(Items from a data source)
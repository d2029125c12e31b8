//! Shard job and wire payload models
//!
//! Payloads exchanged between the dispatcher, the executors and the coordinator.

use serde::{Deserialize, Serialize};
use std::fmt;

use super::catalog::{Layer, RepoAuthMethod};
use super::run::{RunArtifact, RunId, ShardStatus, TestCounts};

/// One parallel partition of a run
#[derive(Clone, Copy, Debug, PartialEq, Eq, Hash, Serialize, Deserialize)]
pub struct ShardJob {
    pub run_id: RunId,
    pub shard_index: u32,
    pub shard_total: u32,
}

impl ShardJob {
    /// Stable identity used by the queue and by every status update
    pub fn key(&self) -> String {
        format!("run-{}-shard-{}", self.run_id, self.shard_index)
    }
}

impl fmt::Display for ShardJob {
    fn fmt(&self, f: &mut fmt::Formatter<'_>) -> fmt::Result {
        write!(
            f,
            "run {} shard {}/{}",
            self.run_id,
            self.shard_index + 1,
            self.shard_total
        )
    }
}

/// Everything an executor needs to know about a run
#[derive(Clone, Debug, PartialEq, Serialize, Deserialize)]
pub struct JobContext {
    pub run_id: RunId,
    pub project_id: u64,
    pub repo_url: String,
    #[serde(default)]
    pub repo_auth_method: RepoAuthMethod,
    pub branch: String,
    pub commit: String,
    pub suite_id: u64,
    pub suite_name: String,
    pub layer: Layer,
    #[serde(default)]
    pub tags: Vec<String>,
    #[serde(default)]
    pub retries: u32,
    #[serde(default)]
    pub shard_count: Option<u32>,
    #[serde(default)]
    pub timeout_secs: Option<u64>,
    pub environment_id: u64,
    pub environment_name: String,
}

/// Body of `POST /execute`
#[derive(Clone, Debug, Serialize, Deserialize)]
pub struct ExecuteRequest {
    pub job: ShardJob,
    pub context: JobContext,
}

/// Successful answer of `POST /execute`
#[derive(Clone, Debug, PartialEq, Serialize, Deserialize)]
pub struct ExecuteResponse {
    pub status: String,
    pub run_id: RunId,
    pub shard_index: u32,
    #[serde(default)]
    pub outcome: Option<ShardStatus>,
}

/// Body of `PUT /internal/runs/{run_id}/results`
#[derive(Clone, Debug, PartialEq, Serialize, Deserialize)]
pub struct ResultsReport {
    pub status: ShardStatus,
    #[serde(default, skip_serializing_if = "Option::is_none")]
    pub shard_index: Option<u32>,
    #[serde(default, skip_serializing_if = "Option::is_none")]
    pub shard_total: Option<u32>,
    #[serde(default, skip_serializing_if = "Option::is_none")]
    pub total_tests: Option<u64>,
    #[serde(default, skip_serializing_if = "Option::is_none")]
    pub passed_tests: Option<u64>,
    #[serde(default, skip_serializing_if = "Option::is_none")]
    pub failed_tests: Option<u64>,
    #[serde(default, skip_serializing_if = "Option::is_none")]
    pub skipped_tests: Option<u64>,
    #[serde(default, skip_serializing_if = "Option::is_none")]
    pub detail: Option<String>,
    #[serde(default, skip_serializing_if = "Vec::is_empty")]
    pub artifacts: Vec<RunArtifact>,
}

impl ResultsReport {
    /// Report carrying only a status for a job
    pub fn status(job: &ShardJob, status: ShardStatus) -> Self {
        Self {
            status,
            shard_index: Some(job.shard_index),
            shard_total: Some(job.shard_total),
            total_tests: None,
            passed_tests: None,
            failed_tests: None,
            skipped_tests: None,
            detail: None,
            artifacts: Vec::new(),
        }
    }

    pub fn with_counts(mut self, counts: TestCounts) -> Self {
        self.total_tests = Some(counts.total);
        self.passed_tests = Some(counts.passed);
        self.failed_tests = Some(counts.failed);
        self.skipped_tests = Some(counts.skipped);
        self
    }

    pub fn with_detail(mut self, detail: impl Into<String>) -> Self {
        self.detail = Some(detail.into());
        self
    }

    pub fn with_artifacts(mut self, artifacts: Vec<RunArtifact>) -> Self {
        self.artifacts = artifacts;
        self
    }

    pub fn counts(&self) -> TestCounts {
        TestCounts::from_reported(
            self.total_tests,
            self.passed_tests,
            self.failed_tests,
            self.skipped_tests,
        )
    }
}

---

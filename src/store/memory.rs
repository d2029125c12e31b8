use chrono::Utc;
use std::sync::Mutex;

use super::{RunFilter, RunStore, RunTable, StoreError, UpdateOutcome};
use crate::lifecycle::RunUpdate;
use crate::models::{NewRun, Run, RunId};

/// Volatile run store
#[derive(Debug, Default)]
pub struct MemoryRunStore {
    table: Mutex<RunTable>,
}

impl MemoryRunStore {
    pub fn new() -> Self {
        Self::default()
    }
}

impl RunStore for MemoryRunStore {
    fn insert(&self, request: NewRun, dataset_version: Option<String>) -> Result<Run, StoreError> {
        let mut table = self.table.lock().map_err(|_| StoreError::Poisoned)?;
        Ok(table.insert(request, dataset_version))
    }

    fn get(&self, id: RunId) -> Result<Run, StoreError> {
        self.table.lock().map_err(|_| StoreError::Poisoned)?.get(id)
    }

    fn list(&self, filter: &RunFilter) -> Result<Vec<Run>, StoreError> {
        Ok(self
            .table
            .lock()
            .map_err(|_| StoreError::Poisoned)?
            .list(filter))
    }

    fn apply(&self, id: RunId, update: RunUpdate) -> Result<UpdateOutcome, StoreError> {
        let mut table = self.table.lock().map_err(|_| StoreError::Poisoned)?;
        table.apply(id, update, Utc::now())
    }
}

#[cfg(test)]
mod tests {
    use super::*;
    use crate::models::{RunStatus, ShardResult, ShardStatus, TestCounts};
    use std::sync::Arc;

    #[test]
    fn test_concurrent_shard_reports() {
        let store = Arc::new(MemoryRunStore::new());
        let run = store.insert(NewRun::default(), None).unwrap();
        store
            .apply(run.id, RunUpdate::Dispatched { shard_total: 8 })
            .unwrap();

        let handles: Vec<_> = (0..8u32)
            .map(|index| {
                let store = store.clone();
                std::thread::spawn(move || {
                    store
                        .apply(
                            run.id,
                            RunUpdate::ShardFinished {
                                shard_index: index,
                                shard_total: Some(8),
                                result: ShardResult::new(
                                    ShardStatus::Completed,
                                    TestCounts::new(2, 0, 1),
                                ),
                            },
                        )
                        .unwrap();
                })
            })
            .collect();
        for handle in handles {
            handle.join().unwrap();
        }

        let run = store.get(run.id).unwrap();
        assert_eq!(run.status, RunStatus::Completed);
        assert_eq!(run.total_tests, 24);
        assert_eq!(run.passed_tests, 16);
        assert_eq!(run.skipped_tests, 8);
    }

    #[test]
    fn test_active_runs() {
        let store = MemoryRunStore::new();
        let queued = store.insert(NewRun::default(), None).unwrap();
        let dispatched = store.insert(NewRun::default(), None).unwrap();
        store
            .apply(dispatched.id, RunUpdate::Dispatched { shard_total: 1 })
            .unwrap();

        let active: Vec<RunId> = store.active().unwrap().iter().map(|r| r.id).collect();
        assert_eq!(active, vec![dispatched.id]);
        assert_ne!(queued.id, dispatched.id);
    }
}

- **Exercise prompt**
Wherever the word "detail" occurs in the data above, copy the line it sits in.

- **Finished exercise**
    pub detail: Option<String>,
            detail: None,
    pub fn with_detail(mut self, detail: impl Into<String>) -> Self {
        self.detail = Some(detail.into());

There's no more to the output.